Mikołaj Grynberg trained as a psychologist, and is a widely exhibited photographer and writer who collects oral history about Polish Jews. For many years he was most active primarily as an art photographer and published a collection of studio portraits entitled Many Women—a project that began with portraits of his mother. This was followed by a cycle of photographs of visitors to Auschwitz, called Auschwitz: What am I doing here?, the title of which manifests the overlap between portraiture and oral history—a good portrait tells a story, and an oral history reveals a portrait of the speaker. In 2012 he began publishing oral histories, beginning with Survivors of the 20th Century, consisting of interviews with Polish Jews who had emigrated to Israel. His second collection, I Accuse Auschwitz are tales of generational trauma from interviews with children of Holocaust survivors. The stories discussed in this episode from I’d Like to Say Sorry, but There’s No One to Say Sorry To are fiction based in the stories he has heard from and about Polish Jews.

Patrycja Dołowy is a writer, science journalist, artist, and activist interested in feminist and Jewish issues, a cofounder of the Mama Foundation, and since 2022 has been director of the Warsaw Jewish Community Center (JCC). She was born in Boston while her father pursued a postdoc in the sciences but grew up in Poland and lives in Warsaw. Her book, Treasures: Hunters and Protectors of Jewish Memory, weaves together stories of formerly Jewish property and Jewish objects that remain in Poland, focusing on their caretakers both Jewish and non-Jewish who bear the responsibility of preserving Jewish memory. In addition to Treasures, discussed here, she is the author of I’ll Return when you’re Asleep: Conversations with Children of the Holocaust. Both works are as yet untranslated.

In this episode we discuss some of the particular issues and ethical responsibilities of translators working on reportage and the different expectations that readers in Poland and the United States have when reading journalistic works that present themselves as factual. We talk about what these works have to say about the Jewish Revival in contemporary Poland, and we consider the particular innovations in the form of literary nonfiction exemplified in the works under consideration, drawing comparisons particularly to new forms of radio journalism and podcasts in the U.S.
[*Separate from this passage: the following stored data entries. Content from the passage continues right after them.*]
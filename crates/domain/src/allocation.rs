//! Standard-array stat allocation.
//!
//! Each of the six values in [`STANDARD_ARRAY`] may be held by at most one
//! ability. Any number of abilities may be [`BaseChoice::Unassigned`] at once.
//! Reuse is prevented at the point where choices are offered: the list
//! returned by [`StatAllocation::choices_for`] never contains a value another
//! ability holds, and [`StatAllocation::assign`] refuses one without touching
//! the current state.

use std::fmt;
use std::str::FromStr;

use crate::entities::RaceDefinition;
use crate::error::DomainError;
use crate::value_objects::{ability_modifier, Ability, AbilityScore, AbilityScores};

/// The six allocatable base values, highest first.
pub const STANDARD_ARRAY: [i32; 6] = [15, 14, 13, 12, 10, 8];

/// A base value choice for one ability.
#[derive(Debug, Clone, Copy, PartialEq, Eq, Hash)]
pub enum BaseChoice {
    /// Placeholder; never counts as used and contributes nothing.
    Unassigned,
    Value(i32),
}

impl BaseChoice {
    /// Checked constructor for a standard-array value.
    pub fn value(value: i32) -> Result<Self, DomainError> {
        if STANDARD_ARRAY.contains(&value) {
            Ok(Self::Value(value))
        } else {
            Err(DomainError::constraint(format!(
                "{} is not in the standard array",
                value
            )))
        }
    }

    pub fn as_value(&self) -> Option<i32> {
        match self {
            Self::Unassigned => None,
            Self::Value(v) => Some(*v),
        }
    }

    pub fn is_assigned(&self) -> bool {
        matches!(self, Self::Value(_))
    }
}

impl fmt::Display for BaseChoice {
    fn fmt(&self, f: &mut fmt::Formatter<'_>) -> fmt::Result {
        match self {
            Self::Unassigned => f.write_str("-"),
            Self::Value(v) => write!(f, "{}", v),
        }
    }
}

impl FromStr for BaseChoice {
    type Err = DomainError;

    fn from_str(s: &str) -> Result<Self, Self::Err> {
        match s.trim() {
            "" | "-" | "0" => Ok(Self::Unassigned),
            other => {
                let value: i32 = other
                    .parse()
                    .map_err(|_| DomainError::parse(format!("Not a base value: {}", other)))?;
                Self::value(value)
            }
        }
    }
}

/// Per-ability base values plus the race bonuses they combine with.
/// Only [`StatAllocation::assign`] and the reset methods change base
/// values, so the uniqueness rule holds for every reachable state.
#[derive(Debug, Clone, PartialEq, Eq, Default)]
pub struct StatAllocation {
    bases: [Option<i32>; 6],
    bonuses: [i32; 6],
}

impl StatAllocation {
    /// Empty allocation with no race bonuses.
    pub fn new() -> Self {
        Self::default()
    }

    /// Empty allocation seeded with a race's bonuses.
    pub fn for_race(race: &RaceDefinition) -> Self {
        let mut allocation = Self::new();
        allocation.set_race(race);
        allocation
    }

    /// Replaces the race bonuses. Base values are kept.
    pub fn set_race(&mut self, race: &RaceDefinition) {
        self.bonuses = Ability::ALL.map(|ability| race.bonus(ability));
    }

    pub fn base(&self, ability: Ability) -> BaseChoice {
        match self.bases[ability.index()] {
            Some(v) => BaseChoice::Value(v),
            None => BaseChoice::Unassigned,
        }
    }

    pub fn race_bonus(&self, ability: Ability) -> i32 {
        self.bonuses[ability.index()]
    }

    /// The ability currently holding `value`, if any.
    pub fn holder_of(&self, value: i32) -> Option<Ability> {
        Ability::ALL
            .into_iter()
            .find(|ability| self.bases[ability.index()] == Some(value))
    }

    /// Choices that may be offered for `ability`, highest first, with
    /// `Unassigned` last. Values held by other abilities are left out; the
    /// ability's own value is always present.
    pub fn choices_for(&self, ability: Ability) -> Vec<BaseChoice> {
        STANDARD_ARRAY
            .iter()
            .copied()
            .filter(|&value| match self.holder_of(value) {
                Some(holder) => holder == ability,
                None => true,
            })
            .map(BaseChoice::Value)
            .chain(std::iter::once(BaseChoice::Unassigned))
            .collect()
    }

    /// Sets the base value for `ability`.
    ///
    /// Fails with `Constraint` when the value is outside the standard array or
    /// held by a different ability; the allocation is unchanged in that case.
    pub fn assign(&mut self, ability: Ability, choice: BaseChoice) -> Result<(), DomainError> {
        let value = match choice {
            BaseChoice::Unassigned => {
                self.reset(ability);
                return Ok(());
            }
            BaseChoice::Value(v) => v,
        };
        BaseChoice::value(value)?;

        if let Some(holder) = self.holder_of(value).filter(|holder| *holder != ability) {
            return Err(DomainError::constraint(format!(
                "{} is already assigned to {}",
                value, holder
            )));
        }

        self.bases[ability.index()] = Some(value);
        tracing::debug!(%ability, base = value, "Assigned base value");
        Ok(())
    }

    /// Returns `ability` to the unassigned placeholder.
    pub fn reset(&mut self, ability: Ability) {
        self.bases[ability.index()] = None;
    }

    /// Unassigns every ability. Race bonuses are kept.
    pub fn clear(&mut self) {
        self.bases = [None; 6];
    }

    /// Base + race bonus, or 0 while unassigned.
    pub fn derived(&self, ability: Ability) -> i32 {
        self.bases[ability.index()]
            .map(|base| base.saturating_add(self.race_bonus(ability)))
            .unwrap_or(0)
    }

    pub fn modifier(&self, ability: Ability) -> i32 {
        ability_modifier(self.derived(ability))
    }

    pub fn score(&self, ability: Ability) -> AbilityScore {
        AbilityScore::new(self.derived(ability))
    }

    /// Standard-array values not yet held by any ability, highest first.
    pub fn remaining_values(&self) -> Vec<i32> {
        STANDARD_ARRAY
            .iter()
            .copied()
            .filter(|value| self.holder_of(*value).is_none())
            .collect()
    }

    /// Abilities still holding the placeholder.
    pub fn unassigned(&self) -> Vec<Ability> {
        Ability::ALL
            .into_iter()
            .filter(|ability| self.bases[ability.index()].is_none())
            .collect()
    }

    /// True iff every standard-array value is held by exactly one ability.
    pub fn is_complete(&self) -> bool {
        let mut held: Vec<i32> = self.bases.iter().flatten().copied().collect();
        if held.len() != STANDARD_ARRAY.len() {
            return false;
        }
        held.sort_unstable_by(|a, b| b.cmp(a));
        held == STANDARD_ARRAY
    }

    /// Final scores for every ability. Only available once complete.
    pub fn final_scores(&self) -> Result<AbilityScores, DomainError> {
        if !self.is_complete() {
            let missing = self
                .unassigned()
                .iter()
                .map(Ability::display_name)
                .collect::<Vec<_>>()
                .join(", ");
            return Err(DomainError::validation(format!(
                "Stat allocation is incomplete (unassigned: {})",
                missing
            )));
        }
        Ok(AbilityScores::from_fn(|ability| self.score(ability)))
    }
}
//! Character record - the finished output of one wizard run
//!
//! # Validated Aggregate
//!
//! A record can only be built through [`CharacterRecord::new`], which checks
//! the name, the completeness of the stat allocation and every equipment
//! choice against the class catalog. Fields are private so a constructed
//! record can't drift out of those invariants.

use serde::{Deserialize, Serialize};
use std::collections::BTreeMap;

use super::{ClassDefinition, RaceDefinition};
use crate::allocation::StatAllocation;
use crate::error::DomainError;
use crate::value_objects::{AbilityScores, EquipmentCategory};

/// Validates a character name for use as the record's primary key.
///
/// Returns the trimmed name. The name doubles as the storage file stem, so
/// path separators, control characters and the relative path components
/// `.`/`..` are refused.
pub fn validate_character_name(name: &str) -> Result<String, DomainError> {
    let trimmed = name.trim();
    if trimmed.is_empty() {
        return Err(DomainError::validation("Character name cannot be empty"));
    }
    if trimmed == "." || trimmed == ".." {
        return Err(DomainError::validation(format!(
            "Character name cannot be '{}'",
            trimmed
        )));
    }
    if let Some(bad) = trimmed
        .chars()
        .find(|c| matches!(c, '/' | '\\') || c.is_control())
    {
        return Err(DomainError::validation(format!(
            "Character name cannot contain {:?}",
            bad
        )));
    }
    Ok(trimmed.to_string())
}

/// At most one chosen item per equipment category.
#[derive(Debug, Clone, PartialEq, Eq, Default, Serialize, Deserialize)]
pub struct EquipmentSelection {
    chosen: BTreeMap<EquipmentCategory, String>,
}

impl EquipmentSelection {
    pub fn new() -> Self {
        Self::default()
    }

    pub fn get(&self, category: EquipmentCategory) -> Option<&str> {
        self.chosen.get(&category).map(String::as_str)
    }

    /// Sets or clears the item for a category without catalog checks.
    pub fn set(&mut self, category: EquipmentCategory, item: Option<String>) {
        match item {
            Some(item) => {
                self.chosen.insert(category, item);
            }
            None => {
                self.chosen.remove(&category);
            }
        }
    }

    pub fn clear(&mut self) {
        self.chosen.clear();
    }

    /// Every category in fixed order with its choice, if any.
    pub fn entries(&self) -> impl Iterator<Item = (EquipmentCategory, Option<&str>)> + '_ {
        EquipmentCategory::ALL
            .into_iter()
            .map(move |category| (category, self.get(category)))
    }

    /// Checks every chosen item is offered by `class`.
    pub fn validate_for(&self, class: &ClassDefinition) -> Result<(), DomainError> {
        for (category, item) in &self.chosen {
            if !class.offers(*category, item) {
                return Err(DomainError::validation(format!(
                    "{} does not offer '{}' as {}",
                    class.name, item, category
                )));
            }
        }
        Ok(())
    }
}

/// A completed character, ready to be handed to the store.
#[derive(Debug, Clone, PartialEq, Eq, Serialize)]
pub struct CharacterRecord {
    name: String,
    race: String,
    race_features: String,
    class: String,
    description: String,
    scores: AbilityScores,
    equipment: EquipmentSelection,
}

impl CharacterRecord {
    /// Assembles a record, failing with `Validation` when the name is
    /// unusable, the allocation is incomplete or an item is not offered by
    /// the class.
    pub fn new(
        name: &str,
        race: &RaceDefinition,
        class: &ClassDefinition,
        description: &str,
        allocation: &StatAllocation,
        equipment: EquipmentSelection,
    ) -> Result<Self, DomainError> {
        let name = validate_character_name(name)?;
        let scores = allocation.final_scores()?;
        equipment.validate_for(class)?;

        Ok(Self {
            name,
            race: race.name.clone(),
            race_features: race.features.clone(),
            class: class.name.clone(),
            description: description.trim().to_string(),
            scores,
            equipment,
        })
    }

    pub fn name(&self) -> &str {
        &self.name
    }

    pub fn race(&self) -> &str {
        &self.race
    }

    pub fn race_features(&self) -> &str {
        &self.race_features
    }

    pub fn class(&self) -> &str {
        &self.class
    }

    pub fn description(&self) -> &str {
        &self.description
    }

    pub fn scores(&self) -> &AbilityScores {
        &self.scores
    }

    pub fn equipment(&self) -> &EquipmentSelection {
        &self.equipment
    }
}
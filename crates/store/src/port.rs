//! Character store port.
//!
//! Abstracts persistence so the shell can run against the filesystem adapter
//! or a mock in tests.

use chrono::{DateTime, Utc};

use charforge_domain::CharacterRecord;

use crate::error::StoreError;

/// A stored character name with the time it was last saved.
#[derive(Debug, Clone, PartialEq, Eq)]
pub struct CharacterSummary {
    pub name: String,
    pub saved_at: DateTime<Utc>,
}

/// Persists finished characters keyed by name.
///
/// The character name is the primary key: saving a name that already exists
/// replaces the stored record with no merge.
#[cfg_attr(any(test, feature = "testing"), mockall::automock)]
pub trait CharacterStore {
    /// Write the record, overwriting any record with the same name.
    fn save(&self, record: &CharacterRecord) -> Result<(), StoreError>;

    /// Names of all stored characters, each exactly once, in no particular order.
    fn list(&self) -> Result<Vec<String>, StoreError>;

    /// Like [`CharacterStore::list`], with each record's last save time.
    fn list_summaries(&self) -> Result<Vec<CharacterSummary>, StoreError>;

    /// Raw stored text for display.
    fn load(&self, name: &str) -> Result<String, StoreError>;

    /// Remove a stored character. Fails with `NotFound` if it isn't stored.
    fn delete(&self, name: &str) -> Result<(), StoreError>;
}
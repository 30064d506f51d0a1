//! Charforge - composition root binary

use anyhow::Result;
use tracing_subscriber::{layer::SubscriberExt, util::SubscriberInitExt};

use charforge_shell::{AppConfig, Shell};

fn main() -> Result<()> {
    // Load .env file if present
    dotenvy::dotenv().ok();

    // stdout belongs to the wizard, so logs go to stderr.
    tracing_subscriber::registry()
        .with(
            tracing_subscriber::EnvFilter::try_from_default_env().unwrap_or_else(|_| {
                "charforge=info,charforge_shell=info,charforge_store=info".into()
            }),
        )
        .with(tracing_subscriber::fmt::layer().with_writer(std::io::stderr))
        .init();

    let config = AppConfig::from_env();
    tracing::info!(
        characters_dir = %config.characters_dir.display(),
        extension = %config.file_extension,
        "Starting Charforge"
    );

    let catalog = config.load_catalog()?;
    let store = config.store();

    let stdin = std::io::stdin();
    let stdout = std::io::stdout();
    Shell::new(&catalog, &store, stdin.lock(), stdout.lock()).run()
}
Texts discussed and recommended resources for this episode

Dołowy, Patrycja. Skarby: Poszukiwacze i strażnicy żydowskiej pamięci (Treasures: Hunters and Protectors of Jewish Memory, in Polish). Sękowa: Czarne, 2022.
“Patrycja Dołowy’s Oral History.” Wexler Oral History Project. The Yiddish Book Center. (Video)
Grynberg, Mikołaj. I’d Like to Say Sorry, but There’s No One to Say Sorry To. Tr. Sean Gasper Bye. New York: New Press, 2021.

Sean G. Bye

Sean Gasper Bye has translated books by authors including Małgorzata Szejnert, Szczepan Twardoch, Mikołaj Grynberg and others. His translations have won the EBRD Literary Prize and the Asymptote Close Approximations Prize; and have been shortlisted for the Warwick Prize for Women in Translation, the National Jewish Book Award, the Sami Rohr Prize and the National Translation Award. He has been a National Endowment for the Arts Translation Fellow and Translator-in-Residence at Princeton University. He serves on the board of the American Literary Translators Association and mentors emerging translators through the National Centre for Writing and the Yiddish Book Center. He lives in Philadelphia.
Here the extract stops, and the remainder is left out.